Details to download the dataset, features and pretrained models will be provided upon acceptance.
torch - 1.8.1
torchaudio - 0.8.1
timm - 0.4.5
transformers - 4.17.0
Install dependencies
conda create -n env astmm2
conda activate astmm2
pip install requirements.txt
Edit training parameters in run.sh/run_mm.sh
Change paths to audio/video features in data/*json
Results are stored in eval_results.csv file. Complete log will be written in log.txt in the experiment directory. For baseline shown in the paper, the following parameters are used:
fshape=tshape=1 ## Convolution kernel-size for audio spectrogram patch embeddings
fstride=tstride=10 ## Convolution stride for audio spectrogram patch embeddings
mixup=0.5 ## Probability with which two samples and their labels will be mixed
freqm=48 ## Maximum Frequency Masking Strip
timem=192 ## Maximum Time Masking Strip
n_class=120 ## Number of sound classes
The following script will initiate training and evaluation for audio event detection.
cd unimodal
bash/sbatch run.sh
cd multimodal
bash/sbatch run_mm.sh
The following results are obtained on 2xTESLA V100 GPUs with 32GB memory each.

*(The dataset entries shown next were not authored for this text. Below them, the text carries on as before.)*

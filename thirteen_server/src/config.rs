//! Server configuration management.
//!
//! Consolidates all environment variable reads and provides validated configuration.

use std::net::SocketAddr;
use thirteen::room::{RoomConfig, RoomSpeed};

/// Complete server configuration loaded from environment variables
#[derive(Debug, Clone)]
pub struct ServerConfig {
    /// Server bind address
    pub bind: SocketAddr,
    /// Prometheus exporter bind address; no exporter when unset
    pub metrics_bind: Option<SocketAddr>,
    /// Defaults applied to rooms created at startup or over the API
    pub room_defaults: RoomConfig,
    /// Number of rooms to create on startup
    pub num_rooms: usize,
    /// How often stopped rooms are reclaimed, in seconds
    pub reap_interval_secs: u64,
}

impl ServerConfig {
    /// Load configuration from environment variables
    ///
    /// # Arguments
    ///
    /// * `bind_override` - Optional bind address override (from CLI args)
    /// * `metrics_bind_override` - Optional metrics address override (from CLI args)
    /// * `num_rooms_override` - Optional number of rooms override (from CLI args)
    pub fn from_env(
        bind_override: Option<SocketAddr>,
        metrics_bind_override: Option<SocketAddr>,
        num_rooms_override: Option<usize>,
    ) -> Result<Self, ConfigError> {
        let bind = match bind_override {
            Some(bind) => bind,
            None => parse_env_required_or("SERVER_BIND", "127.0.0.1:6969")?,
        };

        let metrics_bind = match metrics_bind_override {
            Some(addr) => Some(addr),
            None => match std::env::var("METRICS_BIND") {
                Ok(value) => Some(value.parse().map_err(|_| ConfigError::Invalid {
                    var: "METRICS_BIND".to_string(),
                    reason: format!("'{value}' is not a socket address"),
                })?),
                Err(_) => None,
            },
        };

        let speed = std::env::var("ROOM_SPEED")
            .ok()
            .and_then(|v| match v.to_lowercase().as_str() {
                "normal" => Some(RoomSpeed::Normal),
                "turbo" => Some(RoomSpeed::Turbo),
                "hyper" => Some(RoomSpeed::Hyper),
                _ => None,
            })
            .unwrap_or_default();

        let defaults = RoomConfig::default();
        let room_defaults = RoomConfig {
            seats: parse_env_or("ROOM_SEATS", defaults.seats),
            rounds: parse_env_or("ROOM_ROUNDS", defaults.rounds),
            stake_unit: parse_env_or("ROOM_STAKE_UNIT", defaults.stake_unit),
            speed,
            arrange_timeout_secs: parse_env_opt("ROOM_ARRANGE_TIMEOUT_SECS")
                .or(defaults.arrange_timeout_secs),
            ready_timeout_secs: parse_env_opt("ROOM_READY_TIMEOUT_SECS")
                .or(defaults.ready_timeout_secs),
            reveal_secs: parse_env_or("ROOM_REVEAL_SECS", defaults.reveal_secs),
            retention_secs: parse_env_or("ROOM_RETENTION_SECS", defaults.retention_secs),
            bots: parse_env_or("ROOM_BOTS", defaults.bots),
            ..defaults
        };

        let num_rooms = num_rooms_override.unwrap_or_else(|| parse_env_or("INITIAL_ROOMS", 1));

        Ok(ServerConfig {
            bind,
            metrics_bind,
            room_defaults,
            num_rooms,
            reap_interval_secs: parse_env_or("REAP_INTERVAL_SECS", 30),
        })
    }

    /// Validate configuration after loading
    pub fn validate(&self) -> Result<(), ConfigError> {
        self.room_defaults
            .validate()
            .map_err(|e| ConfigError::Invalid {
                var: "ROOM_*".to_string(),
                reason: e.to_string(),
            })?;

        if self.reap_interval_secs == 0 {
            return Err(ConfigError::Invalid {
                var: "REAP_INTERVAL_SECS".to_string(),
                reason: "Must be greater than 0".to_string(),
            });
        }

        Ok(())
    }
}

/// Configuration error types
#[derive(Debug, thiserror::Error)]
pub enum ConfigError {
    #[error("Invalid configuration for {var}: {reason}")]
    Invalid { var: String, reason: String },
}

/// Helper to parse environment variable with default fallback
fn parse_env_or<T>(key: &str, default: T) -> T
where
    T: std::str::FromStr,
{
    std::env::var(key)
        .ok()
        .and_then(|v| v.parse().ok())
        .unwrap_or(default)
}

fn parse_env_opt<T>(key: &str) -> Option<T>
where
    T: std::str::FromStr,
{
    std::env::var(key).ok().and_then(|v| v.parse().ok())
}

/// Like [`parse_env_or`], but a set-yet-unparseable value is an error
fn parse_env_required_or<T>(key: &str, default: &str) -> Result<T, ConfigError>
where
    T: std::str::FromStr,
{
    let value = std::env::var(key).unwrap_or_else(|_| default.to_string());
    value.parse().map_err(|_| ConfigError::Invalid {
        var: key.to_string(),
        reason: format!("'{value}' could not be parsed"),
    })
}
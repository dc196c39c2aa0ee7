//! # Thirteen
//!
//! A Thirteen-card (十三水) rule engine and room orchestrator.
//!
//! Every seat is dealt 13 cards from a single 52-card deck and splits them
//! into three lanes: a 3-card front, a 5-card middle and a 5-card back. The
//! lanes must not weaken from back to front, or the hand fouls. Seats are
//! then scored pairwise, lane by lane, with bonuses for sweeps, home runs
//! and special whole-hand patterns.
//!
//! ## Core Modules
//!
//! - [`game`]: Pure rules. Dealing, classification, validation, special
//!   patterns, scoring and arrangement suggestion.
//! - [`room`]: Room state machine run as an async actor, plus the manager
//!   that spawns and routes to rooms.
//!
//! ## Example
//!
//! ```
//! use thirteen::{Arrangement, Card, classify, validate};
//!
//! let parse = |s: &str| -> Vec<Card> {
//!     s.split_whitespace().map(|c| c.parse().unwrap()).collect()
//! };
//! let arrangement = Arrangement::new(
//!     parse("2s 3h 4d"),
//!     parse("6s 6h 8d 9c 10c"),
//!     parse("Ks Kh Kd 3c 7c"),
//! );
//! let dealt: Vec<Card> = arrangement.cards().copied().collect();
//!
//! let validation = validate(&arrangement, &dealt).unwrap();
//! assert!(!validation.is_foul());
//! assert!(classify(&arrangement.back) > classify(&arrangement.middle));
//! ```

/// Pure rule engine.
pub mod game;
pub use game::{
    Arrangement, Card, Deck, FoulError, HandCategory, HandRank, InsufficientCardsError, Lane,
    MalformedArrangementError, PlayerId, Points, ScoringRules, SeatIndex, SpecialPattern,
    SpecialRules, Suit, Validation, Value, classify, compare_hands, constants, detect,
    score_room, suggest, validate,
};

/// Rooms, their actors and the manager.
pub mod room;
pub use room::{RoomConfig, RoomError, RoomEvent, RoomId, RoomManager, RoomResult};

Model | Modality | mAP | AUC | d-prime |
---|---|---|---|---|
VGGSound | A | 14.1 | 87 | 1.59 |
AST | A | 34.76 | 95.02 | 2.33 |
AST-MM (sinusoid) | AV | 35.67 | 95.05 | 2.33 |
AST-MM (BERT) | AV | 35.82 | 95.11 | 2.34 |
AST-MM (Learnable) | AV | 36.3 | 95.25 | 2.36 |
Details will be added upon acceptance